"""

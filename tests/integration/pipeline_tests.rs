//! Integration tests for the harvest pipeline
//!
//! These tests use wiremock to serve a small quote site and run the full
//! walk, dedup, enrich and persist cycle against a temporary SQLite file.

use quote_harvest::config::{
    Config, CrawlerConfig, OutputConfig, PageErrorPolicy, SiteConfig, UserAgentConfig,
};
use quote_harvest::crawler::{harvest, Termination};
use quote_harvest::storage::{RecordStore, SqliteStore};
use std::path::Path;
use wiremock::matchers::{method, path};
use wiremock::{Mock, MockServer, ResponseTemplate};

/// Creates a test configuration pointing at the mock server
fn create_test_config(base_url: &str, db_path: &Path, policy: PageErrorPolicy) -> Config {
    Config {
        site: SiteConfig {
            base_url: base_url.to_string(),
            start_path: "/page/1/".to_string(),
            author_path_prefix: "/author/".to_string(),
            random_path: "/random".to_string(),
        },
        crawler: CrawlerConfig {
            max_concurrent_lookups: 3,
            on_page_error: policy,
            request_timeout_secs: 5,
        },
        user_agent: UserAgentConfig {
            crawler_name: "TestHarvester".to_string(),
            crawler_version: "1.0.0".to_string(),
        },
        output: OutputConfig {
            database_path: db_path.to_string_lossy().into_owned(),
            summary_path: "./unused.md".to_string(),
        },
    }
}

fn quote_div(text: &str, author: &str, tags: &[&str]) -> String {
    let tags: String = tags
        .iter()
        .map(|t| format!(r#"<a class="tag" href="/tag/{}/">{}</a>"#, t, t))
        .collect();
    format!(
        r#"<div class="quote">
            <span class="text">{}</span>
            <span>by <small class="author">{}</small></span>
            <div class="tags">Tags: {}</div>
        </div>"#,
        text, author, tags
    )
}

fn listing_page(quotes: &[String], next: Option<&str>) -> String {
    let nav = next
        .map(|href| format!(r#"<nav><ul class="pager"><li class="next"><a href="{}">Next</a></li></ul></nav>"#, href))
        .unwrap_or_default();
    format!(
        "<html><body><div class=\"col-md-8\">{}</div>{}</body></html>",
        quotes.join("\n"),
        nav
    )
}

async fn mount_html(server: &MockServer, route: &str, body: String) {
    Mock::given(method("GET"))
        .and(path(route))
        .respond_with(
            ResponseTemplate::new(200)
                .set_body_string(body)
                .insert_header("content-type", "text/html"),
        )
        .mount(server)
        .await;
}

async fn mount_author(server: &MockServer, slug: &str, bio: &str) {
    mount_html(
        server,
        &format!("/author/{}/", slug),
        format!(
            r#"<html><body><div class="author-details">
                <h3 class="author-title">{}</h3>
                <div class="author-description">{}</div>
            </div></body></html>"#,
            slug, bio
        ),
    )
    .await;
}

#[tokio::test]
async fn test_full_harvest() {
    let mock_server = MockServer::start().await;
    let base_url = mock_server.uri();

    mount_html(
        &mock_server,
        "/page/1/",
        listing_page(
            &[
                quote_div("First   quote", "Albert Einstein", &["change", "world"]),
                quote_div("Second quote", "Jane Austen", &["books"]),
            ],
            Some("/page/2/"),
        ),
    )
    .await;

    mount_html(
        &mock_server,
        "/page/2/",
        listing_page(
            &[
                quote_div("First quote", "Albert Einstein", &["duplicate"]),
                quote_div("Third quote", "Marilyn Monroe", &[]),
            ],
            None,
        ),
    )
    .await;

    mount_author(&mock_server, "Albert-Einstein", "Born 1879.").await;
    mount_author(&mock_server, "Jane-Austen", "Born 1775.").await;
    // Marilyn-Monroe has no author page: the lookup 404s

    let dir = tempfile::tempdir().expect("Failed to create temp dir");
    let db_path = dir.path().join("quotes.db");
    let config = create_test_config(&base_url, &db_path, PageErrorPolicy::Stop);

    let report = harvest(config).await.expect("Harvest failed");

    assert_eq!(report.pages_fetched, 2);
    assert_eq!(report.extracted, 4);
    assert_eq!(report.unique, 3);
    assert_eq!(report.enriched, 2);
    assert_eq!(report.persisted, 3);
    assert_eq!(report.termination, Termination::LastPage);

    let store = SqliteStore::open(&db_path).expect("Failed to reopen database");
    let rows = store.load_all().unwrap();
    assert_eq!(rows.len(), 3);

    assert_eq!(rows[0].text, "First quote");
    assert_eq!(rows[0].author, "Albert Einstein");
    assert_eq!(rows[0].tags, "change, world");
    assert_eq!(
        rows[0].author_info.as_deref(),
        Some("Albert-Einstein Born 1879.")
    );

    assert_eq!(rows[1].author, "Jane Austen");
    assert_eq!(rows[2].author, "Marilyn Monroe");
    assert_eq!(rows[2].tags, "");
    assert_eq!(rows[2].author_info, None);
}

#[tokio::test]
async fn test_page_failure_truncates_under_stop_policy() {
    let mock_server = MockServer::start().await;
    let base_url = mock_server.uri();

    mount_html(
        &mock_server,
        "/page/1/",
        listing_page(&[quote_div("Only quote", "Jane Austen", &[])], Some("/page/2/")),
    )
    .await;

    Mock::given(method("GET"))
        .and(path("/page/2/"))
        .respond_with(ResponseTemplate::new(500))
        .mount(&mock_server)
        .await;

    mount_author(&mock_server, "Jane-Austen", "Born 1775.").await;

    let dir = tempfile::tempdir().unwrap();
    let db_path = dir.path().join("quotes.db");
    let config = create_test_config(&base_url, &db_path, PageErrorPolicy::Stop);

    let report = harvest(config).await.unwrap();

    assert_eq!(report.pages_fetched, 1);
    assert_eq!(report.persisted, 1);
    assert!(matches!(report.termination, Termination::FetchFailed { .. }));
    assert!(!report.termination.is_complete());
}

#[tokio::test]
async fn test_page_failure_aborts_under_abort_policy() {
    let mock_server = MockServer::start().await;
    let base_url = mock_server.uri();

    mount_html(
        &mock_server,
        "/page/1/",
        listing_page(&[quote_div("Only quote", "Jane Austen", &[])], Some("/page/2/")),
    )
    .await;

    Mock::given(method("GET"))
        .and(path("/page/2/"))
        .respond_with(ResponseTemplate::new(503))
        .mount(&mock_server)
        .await;

    let dir = tempfile::tempdir().unwrap();
    let db_path = dir.path().join("quotes.db");
    let config = create_test_config(&base_url, &db_path, PageErrorPolicy::Abort);

    let err = harvest(config).await.unwrap_err();
    assert_eq!(err.kind(), quote_harvest::ErrorKind::Transport);

    let store = SqliteStore::open(&db_path).unwrap();
    assert_eq!(store.count().unwrap(), 0);
}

"""

### Problem
Lines from the one containing "assert_eq!(err.kind(), quote_harvest::ErrorKind::Transport);" through the final line of the entries are the only ones to print, and each must match exactly.

### Exercise answer
    assert_eq!(err.kind(), quote_harvest::ErrorKind::Transport);

    let store = SqliteStore::open(&db_path).unwrap();
    assert_eq!(store.count().unwrap(), 0);
}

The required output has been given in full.